Les quatre premiers mois d'application de la LSE montrent des résultats positifs. Depuis le 1er juillet, 261 PSE ont été notifiés à l'administration, chiffre moins élevé qu'en 2012 tant en termes d'emplois menacés que de procédures lancées. Hors entreprises en redressement ou liquidation judiciaires, la négociation a été engagée dans presque trois quarts des cas. Le 30 septembre, 109 décisions avaient été rendues : 71 onze homologations, 22 validations d'accord majoritaire, dont un seul est partiel, et 16 refus. Même dans les cas de redressement ou de liquidation judiciaires, nous dépassons 23 % d'accords collectifs majoritaires. Dans les autres, on compte, pour une trentaine de décisions, une part égale d'accord majoritaire et de document unilatéral.

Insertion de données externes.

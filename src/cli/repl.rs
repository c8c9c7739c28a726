//! Line-oriented front end for the board
//!
//! Each line is one event of a drag-and-drop gesture (`drag`, `over`,
//! `leave`, `drop`, `cancel`) or a request to display something.
//! Bad input is reported and otherwise ignored.

use std::io::{self, BufRead, Write};

use pest::Parser;

use crate::cli::{sheet::Sheet, table::Grid};
use crate::lib::{board::Board, date::Month, schedule::PeriodId};
use crate::load::{
    error::Record,
    parse::{Pair, ProgramParser, Rule},
};

const INPUT: &str = "<input>";
const DEFAULT_SHEET: &str = "program.svg";

#[derive(Debug, Clone, PartialEq, Eq)]
pub enum Command {
    Drag(PeriodId),
    Over(Month, u8),
    Leave,
    Drop(Month, u8),
    Cancel,
    Move(PeriodId, Month, u8),
    Show,
    List,
    Months,
    Print(Option<String>),
    Help,
    Quit,
}

/// Parse one line of input
pub fn parse_command(line: &str, errs: &mut Record) -> Option<Command> {
    let command = match ProgramParser::parse(Rule::command, line) {
        Ok(mut pairs) => pairs.next()?.into_inner().next()?,
        Err(e) => {
            errs.make("Unknown command")
                .from(e.with_path(INPUT))
                .hint("type 'help' for the list of commands");
            return None;
        }
    };
    let rule = command.as_rule();
    let args = command.into_inner().collect::<Vec<_>>();
    Some(match rule {
        Rule::cmd_drag => Command::Drag(period_ref(&args[0], errs)?),
        Rule::cmd_over => Command::Over(month(&args[0], errs)?, week(&args[1], errs)?),
        Rule::cmd_leave => Command::Leave,
        Rule::cmd_drop => Command::Drop(month(&args[0], errs)?, week(&args[1], errs)?),
        Rule::cmd_cancel => Command::Cancel,
        Rule::cmd_move => {
            let id = period_ref(&args[0], errs);
            let month = month(&args[1], errs);
            let week = week(&args[2], errs);
            Command::Move(id?, month?, week?)
        }
        Rule::cmd_show => Command::Show,
        Rule::cmd_list => Command::List,
        Rule::cmd_months => Command::Months,
        Rule::cmd_print => Command::Print(args.first().map(|p| p.as_str().to_string())),
        Rule::cmd_help => Command::Help,
        Rule::cmd_quit => Command::Quit,
        _ => unreachable!("{:?}", rule),
    })
}

fn period_ref(pair: &Pair, errs: &mut Record) -> Option<PeriodId> {
    let digits = pair.as_str().trim_start_matches("app-");
    match digits.parse::<usize>() {
        Ok(n) => Some(PeriodId(n)),
        Err(_) => {
            errs.make("Invalid period id")
                .span(&(INPUT, pair.as_span()), "provided here")
                .hint("use an id shown by 'list'");
            None
        }
    }
}

fn month(pair: &Pair, errs: &mut Record) -> Option<Month> {
    match pair.as_str().parse::<Month>() {
        Ok(m) => Some(m),
        Err(e) => {
            errs.make("Invalid month")
                .span(&(INPUT, pair.as_span()), "provided here")
                .text(e)
                .hint("Months are 'Jan', 'Feb', ..., 'Dec'");
            None
        }
    }
}

fn week(pair: &Pair, errs: &mut Record) -> Option<u8> {
    match pair.as_str().parse::<u8>() {
        Ok(w) => Some(w),
        Err(_) => {
            errs.make("Invalid week")
                .span(&(INPUT, pair.as_span()), "provided here")
                .hint("weeks are numbered 1 to 6");
            None
        }
    }
}

const HELP: &str = "\
commands:
  drag ID          pick up a period (ids are shown by 'list')
  over MON WEEK    hover the dragged period over a cell
  leave            stop hovering
  drop MON WEEK    release the dragged period on a cell
  cancel           abandon the current drag
  move ID MON WEEK drag and drop in one step
  show             draw the grid
  list             list items and their periods
  months           list the months of the window
  print [FILE]     write the grid as an SVG sheet
  help             this message
  quit             leave";

/// A board driven by text commands
pub struct Session {
    board: Board,
    color: bool,
}

impl Session {
    pub fn new(board: Board, color: bool) -> Self {
        Self { board, color }
    }

    #[cfg(test)]
    pub fn board(&self) -> &Board {
        &self.board
    }

    /// Read commands until `quit` or end of input
    pub fn run<R, W>(&mut self, input: R, mut out: W) -> io::Result<()>
    where
        R: BufRead,
        W: Write,
    {
        write!(out, "{}", Grid::from(&self.board).with_color(self.color))?;
        writeln!(out, "type 'help' for the list of commands")?;
        for line in input.lines() {
            let line = line?;
            if line.trim().is_empty() {
                continue;
            }
            let mut errs = Record::new().with_color(self.color);
            match parse_command(&line, &mut errs) {
                Some(Command::Quit) => break,
                Some(cmd) => self.execute(cmd, &mut out)?,
                None => write!(out, "{}", errs)?,
            }
        }
        Ok(())
    }

    /// Apply one command, describing the outcome on `out`
    pub fn execute<W>(&mut self, cmd: Command, out: &mut W) -> io::Result<()>
    where
        W: Write,
    {
        match cmd {
            Command::Drag(id) => {
                if self.board.drag_start(id) {
                    writeln!(out, "dragging {}", id)?;
                } else {
                    writeln!(out, "no period {}", id)?;
                }
            }
            Command::Over(month, week) => {
                if self.board.dragging().is_some() {
                    self.board.drag_over(month, week);
                    write!(out, "{}", Grid::from(&self.board).with_color(self.color))?;
                } else {
                    writeln!(out, "nothing is being dragged")?;
                }
            }
            Command::Leave => self.board.drag_leave(),
            Command::Drop(month, week) => {
                let id = self.board.dragging().map(|d| d.id);
                let moved = self.board.drop(month, week);
                self.report(out, id, moved, month, week)?;
            }
            Command::Cancel => {
                self.board.drag_end();
                writeln!(out, "drag cancelled")?;
            }
            Command::Move(id, month, week) => {
                if self.board.program().locate(id).is_none() {
                    writeln!(out, "no period {}", id)?;
                } else {
                    let moved = self.board.move_period(id, month, week);
                    self.report(out, Some(id), moved, month, week)?;
                }
            }
            Command::Show => write!(out, "{}", Grid::from(&self.board).with_color(self.color))?,
            Command::List => self.list(out)?,
            Command::Months => {
                let cal = self.board.calendar();
                writeln!(
                    out,
                    "window starts {} {}, {} week columns",
                    cal.start(),
                    cal.year(),
                    cal.total_weeks(),
                )?;
                for m in cal.months() {
                    writeln!(out, "{:>2}. {} {} ({} weeks)", m.position + 1, m.month, m.year, m.weeks)?;
                }
            }
            Command::Print(file) => {
                let file = file.as_deref().unwrap_or(DEFAULT_SHEET);
                match Sheet::from(&self.board).save(file) {
                    Ok(()) => writeln!(out, "sheet written to {}", file)?,
                    Err(e) => writeln!(out, "could not write {}: {}", file, e)?,
                }
            }
            Command::Help => writeln!(out, "{}", HELP)?,
            Command::Quit => (),
        }
        Ok(())
    }

    fn report<W>(
        &self,
        out: &mut W,
        id: Option<PeriodId>,
        moved: bool,
        month: Month,
        week: u8,
    ) -> io::Result<()>
    where
        W: Write,
    {
        match (id, moved) {
            (None, _) => writeln!(out, "nothing is being dragged"),
            (Some(id), true) => {
                write!(out, "{}", Grid::from(&self.board).with_color(self.color))?;
                writeln!(out, "moved {} to {} week {}", id, month, week)
            }
            (Some(id), false) if !self.board.calendar().contains(month, week) => writeln!(
                out,
                "{} not moved: {} has weeks 1 to {}",
                id,
                month,
                self.board.calendar().weeks(month),
            ),
            (Some(id), false) => writeln!(out, "{} not moved", id),
        }
    }

    fn list<W>(&self, out: &mut W) -> io::Result<()>
    where
        W: Write,
    {
        for section in &self.board.program().sections {
            if !section.title.is_empty() {
                writeln!(out, "{}", section.title)?;
            }
            for item in &section.items {
                writeln!(out, "  {}", item.name)?;
                for p in &item.applications {
                    writeln!(
                        out,
                        "    {:<8} {} week {} x{} {}",
                        p.id.to_string(),
                        p.month,
                        p.start_week,
                        p.duration,
                        p.category,
                    )?;
                }
            }
        }
        Ok(())
    }
}

#[cfg(test)]
mod test {
    use super::*;
    use crate::lib::{
        calendar::{Calendar, Hemisphere},
        date::Month::*,
        schedule::{ApplicationPeriod, Category, Item, Program, Section},
    };

    macro_rules! parses {
        ( $line:expr => $cmd:expr ) => {{
            let mut errs = Record::new();
            assert_eq!(parse_command($line, &mut errs), Some($cmd), "{}", errs);
        }};
    }

    macro_rules! rejects {
        ( $line:expr => $label:expr ) => {{
            let mut errs = Record::new();
            assert_eq!(parse_command($line, &mut errs), None);
            assert!(errs.labels().any(|l| l == $label), "{}", errs);
        }};
    }

    #[test]
    fn commands() {
        parses!("drag app-3" => Command::Drag(PeriodId(3)));
        parses!("drag 12" => Command::Drag(PeriodId(12)));
        parses!("over Aug 2" => Command::Over(Aug, 2));
        parses!("  drop  SEP 4 " => Command::Drop(Sep, 4));
        parses!("move app-0 jan 1" => Command::Move(PeriodId(0), Jan, 1));
        parses!("leave" => Command::Leave);
        parses!("cancel" => Command::Cancel);
        parses!("show" => Command::Show);
        parses!("list" => Command::List);
        parses!("months" => Command::Months);
        parses!("print" => Command::Print(None));
        parses!("print out/plan.svg" => Command::Print(Some("out/plan.svg".to_string())));
        parses!("help" => Command::Help);
        parses!("exit" => Command::Quit);
    }

    #[test]
    fn bad_commands() {
        rejects!("jump app-1" => "Unknown command");
        rejects!("drop Aug" => "Unknown command");
        rejects!("drop Jly 2" => "Invalid month");
        rejects!("over Aug 999" => "Invalid week");
        rejects!("drag app-99999999999999999999999" => "Invalid period id");
    }

    fn session() -> Session {
        let program = Program {
            sections: vec![Section {
                title: String::new(),
                subtitle: None,
                items: vec![Item {
                    name: "Private event".to_string(),
                    applications: vec![ApplicationPeriod {
                        id: PeriodId(0),
                        month: Sep,
                        start_week: 4,
                        duration: 1,
                        category: Category::Purple,
                    }],
                }],
            }],
        };
        let cal = Calendar::rolling(2025, Jul, Hemisphere::Southern);
        Session::new(Board::new(cal, program), false)
    }

    fn period(s: &Session) -> (Month, u8, u8) {
        let p = s.board().program().periods().next().unwrap();
        (p.month, p.start_week, p.duration)
    }

    #[test]
    fn gesture_through_text() {
        let mut s = session();
        let input = "drag app-0\nover Oct 1\n\nbogus\ndrop Oct 2\nquit\nmove app-0 Nov 1\n";
        let mut out = Vec::new();
        s.run(input.as_bytes(), &mut out).unwrap();
        let shown = String::from_utf8(out).unwrap();
        assert!(shown.contains("dragging app-0"));
        assert!(shown.contains("Unknown command"));
        assert!(shown.contains("moved app-0 to OCT week 2"));
        // nothing after quit is executed
        assert_eq!(period(&s), (Oct, 2, 1));
        assert!(s.board().dragging().is_none());
    }

    #[test]
    fn rejected_and_cancelled() {
        let mut s = session();
        let mut out = Vec::new();
        s.execute(Command::Move(PeriodId(0), Aug, 5), &mut out).unwrap();
        s.execute(Command::Drag(PeriodId(0)), &mut out).unwrap();
        s.execute(Command::Cancel, &mut out).unwrap();
        s.execute(Command::Drop(Jul, 1), &mut out).unwrap();
        s.execute(Command::Drag(PeriodId(7)), &mut out).unwrap();
        let shown = String::from_utf8(out).unwrap();
        assert!(shown.contains("app-0 not moved: AUG has weeks 1 to 4"));
        assert!(shown.contains("drag cancelled"));
        assert!(shown.contains("nothing is being dragged"));
        assert!(shown.contains("no period app-7"));
        assert_eq!(period(&s), (Sep, 4, 1));
    }

    #[test]
    fn move_unknown_period() {
        let mut s = session();
        let mut out = Vec::new();
        s.execute(Command::Move(PeriodId(999), Jul, 1), &mut out).unwrap();
        let shown = String::from_utf8(out).unwrap();
        assert_eq!(shown, "no period app-999\n");
        assert_eq!(period(&s), (Sep, 4, 1));
    }

    #[test]
    fn plain_diagnostics() {
        let mut s = session();
        let mut out = Vec::new();
        s.run("drop Jly 2\n".as_bytes(), &mut out).unwrap();
        let shown = String::from_utf8(out).unwrap();
        assert!(shown.contains("Invalid month"));
        assert!(!shown.contains('\x1b'));
    }

    #[test]
    fn listings() {
        let mut s = session();
        let mut out = Vec::new();
        s.execute(Command::List, &mut out).unwrap();
        s.execute(Command::Months, &mut out).unwrap();
        let shown = String::from_utf8(out).unwrap();
        assert!(shown.contains("app-0    SEP week 4 x1 purple"));
        assert!(shown.contains("window starts JUL 2025, 52 week columns"));
        assert!(shown.contains(" 1. JUL 2025 (5 weeks)"));
        assert!(shown.contains("12. JUN 2026"));
    }
}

En somme, même dans des processus difficiles, la négociation peut prospérer et l'Administration fait sérieusement son travail sans hésiter, si nécessaire, à refuser l'homologation, ce qui améliore la qualité des PSE.

La LSE aurait-elle permis d'obtenir un résultat différent dans le dossier Goodyear ? J'en ai la conviction. L'administration n'aurait pas eu moins d'exigences que les tribunaux, mais il eût été plus facile de réunir les parties et de trouver une solution. On aurait pu consacrer plus de temps à préparer la reconversion des salariés en les formant et en anticipant. Mais trêve de « juridique fiction ». Notre énergie doit s'employer à ramener rapidement vers l'emploi les salariés qui seront licenciés. C'est le sens de la lettre d'observation sur le PSE que Mme Pernette a adressée à Goodyear le 6 novembre et qui a permis d'ultimes avancées sur les mesures actives de reclassement.

Dans ce domaine, le succès repose sur une remobilisation rapide des salariés, comme nous l'avons constaté chez Kléber à Toul. Les mesures financées par Goodyear y contribueront. Si les licenciements étaient prononcés, tous – entreprises du bassin, organisations syndicales, collectivités territoriales et services de l'État – devraient apporter leur soutien aux salariés. Mes services veilleront en particulier à ce que Goodyear respecte ses engagements en termes d'accompagnement.